*** MATERIAL FOR THE TASK ***

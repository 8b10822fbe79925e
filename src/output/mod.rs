mod format;
mod naming;
mod writer;

pub use format::OutputFormat;
pub use naming::{output_file_name, sanitize_filename, FALLBACK_NAME, TIMESTAMP_FORMAT};
pub use writer::{render_json, render_transcript, render_txt, write_transcript};
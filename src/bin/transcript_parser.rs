use chrono::Local;
use clap::Parser;
use std::io;
use std::path::PathBuf;
use std::process::ExitCode;
use transcript_parser::{
    process_file, prompt_for_path, InputError, OutputFormat, ProcessOptions,
    TranscriptParserError, WriterSink,
};

#[derive(Parser)]
#[command(
    name = "transcript-parser",
    version,
    about = "Parse VTT-style transcripts into clean TXT/JSON"
)]
struct Cli {
    /// Input transcript file (prompted for when omitted)
    file: Option<PathBuf>,

    /// Output format
    #[arg(short, long, value_enum, default_value_t = OutputFormat::Txt)]
    format: OutputFormat,

    /// Directory to write the parsed transcript into (defaults to the current directory)
    #[arg(short, long, env = "TRANSCRIPT_PARSER_OUTPUT_DIR")]
    output_dir: Option<PathBuf>,
}

fn report_failure(err: &TranscriptParserError) {
    match err {
        TranscriptParserError::Input(e @ InputError::NotFound { .. }) => println!("Error: {}", e),
        TranscriptParserError::Input(e) => println!("Error reading file: {}", e),
        TranscriptParserError::Output(e) => println!("Error saving output file: {}", e),
        TranscriptParserError::Other(e) => println!("Error reading file name: {}", e),
        other => println!("Error: {}", other),
    }
}

fn main() -> ExitCode {
    env_logger::Builder::from_env(env_logger::Env::default().default_filter_or("error"))
        .format_timestamp_millis()
        .init();

    let cli = Cli::parse();

    let input = match cli.file {
        Some(path) => path,
        None => {
            println!("Transcript Parser Tool");
            println!("=====================\n");
            match prompt_for_path(&mut io::stdin().lock(), &mut io::stdout()) {
                Ok(path) => path,
                Err(e) => {
                    report_failure(&e);
                    return ExitCode::FAILURE;
                }
            }
        }
    };

    let options = ProcessOptions {
        input,
        format: cli.format,
        output_dir: cli.output_dir,
    };

    let mut sink = WriterSink::new(io::stdout());
    match process_file(&options, Local::now().naive_local(), &mut sink) {
        Ok(summary) => {
            println!("\nProcessing complete!");
            println!("Processed {} transcript entries.", summary.structured_count);
            println!("Output saved to: {}", summary.output_path.display());
            ExitCode::SUCCESS
        }
        Err(e) => {
            report_failure(&e);
            ExitCode::FAILURE
        }
    }
}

*** End of MATERIAL FOR THE TASK ***

◆ **BRIEF**
Your task is to reproduce all the data exactly as shown.

◆ **WRITTEN REPLY**
repository 8b10822fbe79925e
filename src/output/mod.rs
mod format;
mod naming;
mod writer;

pub use format::OutputFormat;
pub use naming::{output_file_name, sanitize_filename, FALLBACK_NAME, TIMESTAMP_FORMAT};
pub use writer::{render_json, render_transcript, render_txt, write_transcript};
filename src/bin/transcript_parser.rs
use chrono::Local;
use clap::Parser;
use std::io;
use std::path::PathBuf;
use std::process::ExitCode;
use transcript_parser::{
    process_file, prompt_for_path, InputError, OutputFormat, ProcessOptions,
    TranscriptParserError, WriterSink,
};

#[derive(Parser)]
#[command(
    name = "transcript-parser",
    version,
    about = "Parse VTT-style transcripts into clean TXT/JSON"
)]
struct Cli {
    /// Input transcript file (prompted for when omitted)
    file: Option<PathBuf>,

    /// Output format
    #[arg(short, long, value_enum, default_value_t = OutputFormat::Txt)]
    format: OutputFormat,

    /// Directory to write the parsed transcript into (defaults to the current directory)
    #[arg(short, long, env = "TRANSCRIPT_PARSER_OUTPUT_DIR")]
    output_dir: Option<PathBuf>,
}

fn report_failure(err: &TranscriptParserError) {
    match err {
        TranscriptParserError::Input(e @ InputError::NotFound { .. }) => println!("Error: {}", e),
        TranscriptParserError::Input(e) => println!("Error reading file: {}", e),
        TranscriptParserError::Output(e) => println!("Error saving output file: {}", e),
        TranscriptParserError::Other(e) => println!("Error reading file name: {}", e),
        other => println!("Error: {}", other),
    }
}

fn main() -> ExitCode {
    env_logger::Builder::from_env(env_logger::Env::default().default_filter_or("error"))
        .format_timestamp_millis()
        .init();

    let cli = Cli::parse();

    let input = match cli.file {
        Some(path) => path,
        None => {
            println!("Transcript Parser Tool");
            println!("=====================\n");
            match prompt_for_path(&mut io::stdin().lock(), &mut io::stdout()) {
                Ok(path) => path,
                Err(e) => {
                    report_failure(&e);
                    return ExitCode::FAILURE;
                }
            }
        }
    };

    let options = ProcessOptions {
        input,
        format: cli.format,
        output_dir: cli.output_dir,
    };

    let mut sink = WriterSink::new(io::stdout());
    match process_file(&options, Local::now().naive_local(), &mut sink) {
        Ok(summary) => {
            println!("\nProcessing complete!");
            println!("Processed {} transcript entries.", summary.structured_count);
            println!("Output saved to: {}", summary.output_path.display());
            ExitCode::SUCCESS
        }
        Err(e) => {
            report_failure(&e);
            ExitCode::FAILURE
        }
    }
}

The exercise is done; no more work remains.